**DIRECTIONS:**
The answer must consist only of the lines from the line with "coinciding deadlines across" to the line with "sets should not", both included, exactly as they stand below.

Data excerpts:
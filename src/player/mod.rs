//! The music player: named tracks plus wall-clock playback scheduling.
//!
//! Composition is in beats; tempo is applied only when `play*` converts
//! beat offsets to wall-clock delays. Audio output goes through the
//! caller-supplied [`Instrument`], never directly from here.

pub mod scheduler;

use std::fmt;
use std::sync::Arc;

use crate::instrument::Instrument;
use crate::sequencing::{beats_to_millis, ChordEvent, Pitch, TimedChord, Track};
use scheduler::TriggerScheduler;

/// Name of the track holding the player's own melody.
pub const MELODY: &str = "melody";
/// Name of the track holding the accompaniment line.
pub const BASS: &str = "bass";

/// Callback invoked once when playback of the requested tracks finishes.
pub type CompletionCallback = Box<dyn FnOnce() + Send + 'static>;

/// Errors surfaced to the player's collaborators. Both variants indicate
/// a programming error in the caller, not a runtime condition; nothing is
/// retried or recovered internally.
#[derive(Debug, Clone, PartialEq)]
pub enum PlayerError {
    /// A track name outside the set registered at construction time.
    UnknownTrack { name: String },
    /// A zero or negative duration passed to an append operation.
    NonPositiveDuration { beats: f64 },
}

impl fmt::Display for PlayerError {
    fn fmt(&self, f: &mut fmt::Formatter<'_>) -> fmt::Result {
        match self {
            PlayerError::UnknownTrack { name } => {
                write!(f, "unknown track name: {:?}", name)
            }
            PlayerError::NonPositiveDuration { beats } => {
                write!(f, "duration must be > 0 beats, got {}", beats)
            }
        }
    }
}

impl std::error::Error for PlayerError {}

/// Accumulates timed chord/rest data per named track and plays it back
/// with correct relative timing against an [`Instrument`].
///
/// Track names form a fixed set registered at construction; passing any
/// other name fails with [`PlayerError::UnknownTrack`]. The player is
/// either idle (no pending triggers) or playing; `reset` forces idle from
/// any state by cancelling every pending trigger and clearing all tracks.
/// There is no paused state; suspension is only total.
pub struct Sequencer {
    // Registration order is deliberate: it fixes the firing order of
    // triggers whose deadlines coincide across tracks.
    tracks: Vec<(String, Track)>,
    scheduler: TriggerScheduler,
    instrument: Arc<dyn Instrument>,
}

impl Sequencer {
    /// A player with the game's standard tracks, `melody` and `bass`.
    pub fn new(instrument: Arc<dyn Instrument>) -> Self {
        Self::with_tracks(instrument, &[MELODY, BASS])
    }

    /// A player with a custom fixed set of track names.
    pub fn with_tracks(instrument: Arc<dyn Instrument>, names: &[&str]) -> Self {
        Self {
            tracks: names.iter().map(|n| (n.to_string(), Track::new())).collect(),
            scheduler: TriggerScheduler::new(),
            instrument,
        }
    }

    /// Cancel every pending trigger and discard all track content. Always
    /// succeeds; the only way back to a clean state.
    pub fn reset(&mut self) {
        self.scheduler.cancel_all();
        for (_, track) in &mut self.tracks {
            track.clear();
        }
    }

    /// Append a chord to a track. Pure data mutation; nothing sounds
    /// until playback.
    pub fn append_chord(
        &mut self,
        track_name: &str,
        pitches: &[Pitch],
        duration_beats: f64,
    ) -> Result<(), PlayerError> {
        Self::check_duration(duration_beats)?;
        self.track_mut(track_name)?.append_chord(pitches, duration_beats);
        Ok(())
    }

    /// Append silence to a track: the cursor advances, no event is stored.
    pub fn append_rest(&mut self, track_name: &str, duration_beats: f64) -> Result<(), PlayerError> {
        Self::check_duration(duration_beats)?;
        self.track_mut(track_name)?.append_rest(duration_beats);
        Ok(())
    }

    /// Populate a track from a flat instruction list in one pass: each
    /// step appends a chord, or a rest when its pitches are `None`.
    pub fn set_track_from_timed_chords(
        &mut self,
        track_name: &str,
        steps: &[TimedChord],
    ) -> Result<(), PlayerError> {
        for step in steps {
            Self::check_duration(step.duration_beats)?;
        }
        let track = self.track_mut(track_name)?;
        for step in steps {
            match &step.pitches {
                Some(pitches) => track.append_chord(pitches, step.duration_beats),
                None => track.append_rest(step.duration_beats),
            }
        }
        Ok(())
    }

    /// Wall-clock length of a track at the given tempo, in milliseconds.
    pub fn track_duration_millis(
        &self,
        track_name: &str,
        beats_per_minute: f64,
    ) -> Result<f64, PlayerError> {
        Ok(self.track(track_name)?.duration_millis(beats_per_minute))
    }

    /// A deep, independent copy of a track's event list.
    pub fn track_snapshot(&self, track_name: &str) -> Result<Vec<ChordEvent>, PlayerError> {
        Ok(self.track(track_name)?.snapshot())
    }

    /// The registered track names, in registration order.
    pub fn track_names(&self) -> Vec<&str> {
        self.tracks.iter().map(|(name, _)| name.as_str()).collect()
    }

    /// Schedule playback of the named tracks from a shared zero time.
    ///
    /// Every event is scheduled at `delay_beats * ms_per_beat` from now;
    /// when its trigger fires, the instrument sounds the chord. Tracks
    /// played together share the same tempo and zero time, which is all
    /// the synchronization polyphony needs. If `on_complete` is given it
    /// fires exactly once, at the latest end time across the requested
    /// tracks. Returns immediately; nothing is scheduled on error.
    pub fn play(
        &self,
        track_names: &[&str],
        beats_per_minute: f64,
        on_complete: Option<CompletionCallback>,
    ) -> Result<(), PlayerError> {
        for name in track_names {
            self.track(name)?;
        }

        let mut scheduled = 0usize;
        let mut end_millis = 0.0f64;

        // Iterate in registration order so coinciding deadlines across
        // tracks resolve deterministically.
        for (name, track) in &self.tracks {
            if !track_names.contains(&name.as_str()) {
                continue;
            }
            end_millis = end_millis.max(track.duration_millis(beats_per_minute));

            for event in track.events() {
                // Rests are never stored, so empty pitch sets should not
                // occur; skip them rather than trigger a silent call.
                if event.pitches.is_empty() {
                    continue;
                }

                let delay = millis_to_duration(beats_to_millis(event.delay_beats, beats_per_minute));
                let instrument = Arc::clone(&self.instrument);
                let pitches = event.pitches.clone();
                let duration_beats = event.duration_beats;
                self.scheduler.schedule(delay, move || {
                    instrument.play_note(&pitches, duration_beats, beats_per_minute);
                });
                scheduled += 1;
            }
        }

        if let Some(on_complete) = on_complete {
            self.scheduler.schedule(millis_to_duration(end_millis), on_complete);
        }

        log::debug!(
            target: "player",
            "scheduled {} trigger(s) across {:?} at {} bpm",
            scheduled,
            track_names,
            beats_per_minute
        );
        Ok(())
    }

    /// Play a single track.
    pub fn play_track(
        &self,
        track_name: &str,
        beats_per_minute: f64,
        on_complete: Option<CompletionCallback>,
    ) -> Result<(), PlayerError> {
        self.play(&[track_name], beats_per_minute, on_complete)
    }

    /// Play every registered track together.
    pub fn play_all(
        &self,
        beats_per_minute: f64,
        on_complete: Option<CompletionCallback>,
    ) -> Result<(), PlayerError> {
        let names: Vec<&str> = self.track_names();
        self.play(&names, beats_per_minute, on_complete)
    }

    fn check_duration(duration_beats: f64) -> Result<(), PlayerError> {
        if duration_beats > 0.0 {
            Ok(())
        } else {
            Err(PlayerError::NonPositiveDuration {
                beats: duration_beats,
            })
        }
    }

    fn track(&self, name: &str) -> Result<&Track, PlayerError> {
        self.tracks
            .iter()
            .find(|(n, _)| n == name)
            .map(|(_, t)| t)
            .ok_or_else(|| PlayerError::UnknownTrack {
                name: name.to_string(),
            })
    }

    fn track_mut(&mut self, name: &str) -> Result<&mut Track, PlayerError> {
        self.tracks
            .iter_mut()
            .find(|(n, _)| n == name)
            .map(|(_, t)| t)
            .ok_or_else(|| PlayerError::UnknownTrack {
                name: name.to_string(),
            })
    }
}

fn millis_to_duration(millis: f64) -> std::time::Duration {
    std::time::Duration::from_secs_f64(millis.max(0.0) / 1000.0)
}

**RESULT OF THIS EXERCISE:**
        // Iterate in registration order so coinciding deadlines across
        // tracks resolve deterministically.
        for (name, track) in &self.tracks {
            if !track_names.contains(&name.as_str()) {
                continue;
            }
            end_millis = end_millis.max(track.duration_millis(beats_per_minute));

            for event in track.events() {
                // Rests are never stored, so empty pitch sets should not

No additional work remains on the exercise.